Assignment.
Whenever a line in the entries below contains "lines", copy that line.

Stored items
//! Monthly statements and console tables
//!
//! A statement lists the account's transactions inside the month with a
//! running balance, followed by one interest line dated the last day of the
//! month. The interest line carries the accrued amount and the post-interest
//! balance produced by the accrual engine.

use std::fmt;

use chrono::NaiveDate;
use rust_decimal::{Decimal, RoundingStrategy};
use serde::Serialize;

use crate::accrual::{AccrualEngine, AccrualSummary, DailyAccrual};
use crate::dates::format_date;
use crate::error::Result;
use crate::ledger::{Account, Transaction};
use crate::rules::RuleTable;

/// Month a statement is requested for
#[derive(Debug, Clone, Copy, PartialEq, Eq)]
pub enum StatementPeriod {
    /// `MM`: the year is taken from the account's own transactions
    Month(u32),
    /// `YYYYMM`
    YearMonth(i32, u32),
}

/// One transaction row with the balance after it
#[derive(Debug, Clone, Serialize)]
pub struct StatementLine {
    pub date: NaiveDate,
    pub txn_id: String,
    /// `D` or `W`
    pub kind: String,
    pub amount: Decimal,
    pub balance: Decimal,
}

/// Closing interest credit for the period
#[derive(Debug, Clone, Serialize)]
pub struct InterestLine {
    pub date: NaiveDate,
    pub amount: Decimal,
    pub balance: Decimal,
}

#[derive(Debug, Clone, Serialize)]
pub struct Statement {
    pub account_number: String,
    pub start: NaiveDate,
    pub end: NaiveDate,
    /// Balance before the first day of the period
    pub opening_balance: Decimal,
    pub lines: Vec<StatementLine>,
    pub interest: InterestLine,

    /// Per-day accrual, present when the engine keeps daily detail
    #[serde(skip_serializing_if = "Vec::is_empty")]
    pub daily: Vec<DailyAccrual>,
    #[serde(skip_serializing_if = "Option::is_none")]
    pub summary: Option<AccrualSummary>,
}

impl Statement {
    /// Build the statement for `[start, end]`; fails if any day lacks an interest rule
    pub fn build(
        account: &Account,
        rules: &RuleTable,
        engine: &AccrualEngine,
        start: NaiveDate,
        end: NaiveDate,
    ) -> Result<Self> {
        let ledger = &account.ledger;
        let opening_balance = ledger.balance_before(start);

        let mut running = opening_balance;
        let lines = ledger
            .in_date_order()
            .into_iter()
            .filter(|t| t.date >= start && t.date <= end)
            .map(|t| {
                running += t.signed_amount();
                StatementLine::from_transaction(t, running)
            })
            .collect();

        let accrual = engine.accrue(ledger, rules, start, end)?;
        let summary = (!accrual.days.is_empty()).then(|| accrual.summary());

        Ok(Self {
            account_number: account.account_number.clone(),
            start,
            end,
            opening_balance,
            lines,
            interest: InterestLine {
                date: end,
                amount: accrual.accrued_interest,
                balance: accrual.post_interest_balance,
            },
            daily: accrual.days,
            summary,
        })
    }
}

impl StatementLine {
    fn from_transaction(t: &Transaction, balance: Decimal) -> Self {
        Self {
            date: t.date,
            txn_id: t.id.clone(),
            kind: t.kind.code().to_string(),
            amount: t.amount,
            balance,
        }
    }
}

/// Two-decimal rendering, half away from zero
pub fn format_money(amount: Decimal) -> String {
    let rounded = amount.round_dp_with_strategy(2, RoundingStrategy::MidpointAwayFromZero);
    format!("{:.2}", rounded)
}

impl fmt::Display for Statement {
    fn fmt(&self, f: &mut fmt::Formatter<'_>) -> fmt::Result {
        writeln!(f, "Account: {}", self.account_number)?;
        writeln!(f, "Date     | Txn Id      | Type | Amount | Balance |")?;
        for line in &self.lines {
            writeln!(
                f,
                "{} | {:<11} | {:<4} | {:>6} | {:>7} |",
                format_date(line.date),
                line.txn_id,
                line.kind,
                format_money(line.amount),
                format_money(line.balance),
            )?;
        }
        write!(
            f,
            "{} | {:<11} | {:<4} | {:>6} | {:>7} |",
            format_date(self.interest.date),
            "",
            "I",
            format_money(self.interest.amount),
            format_money(self.interest.balance),
        )
    }
}

/// Transaction table printed after a transaction is accepted
pub fn render_account(account: &Account) -> String {
    let mut out = format!("Account: {}\n", account.account_number);
    out.push_str("Date     | Txn Id      | Type | Amount |");
    for t in account.ledger.in_date_order() {
        out.push_str(&format!(
            "\n{} | {:<11} | {:<4} | {:>6} |",
            format_date(t.date),
            t.id,
            t.kind.code(),
            format_money(t.amount),
        ));
    }
    out
}

/// Rule table printed after a rule is defined
pub fn render_rules(rules: &RuleTable) -> String {
    let mut out = String::from("Interest rules:\n");
    out.push_str("Date     | RuleId | Rate (%) |");
    for rule in rules.iter() {
        out.push_str(&format!(
            "\n{} | {:<6} | {:>8} |",
            format_date(rule.effective_date),
            rule.id,
            format_money(rule.rate_percent),
        ));
    }
    out
}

Result of this exercise.
    pub lines: Vec<StatementLine>,
        let lines = ledger
            lines,
        for line in &self.lines {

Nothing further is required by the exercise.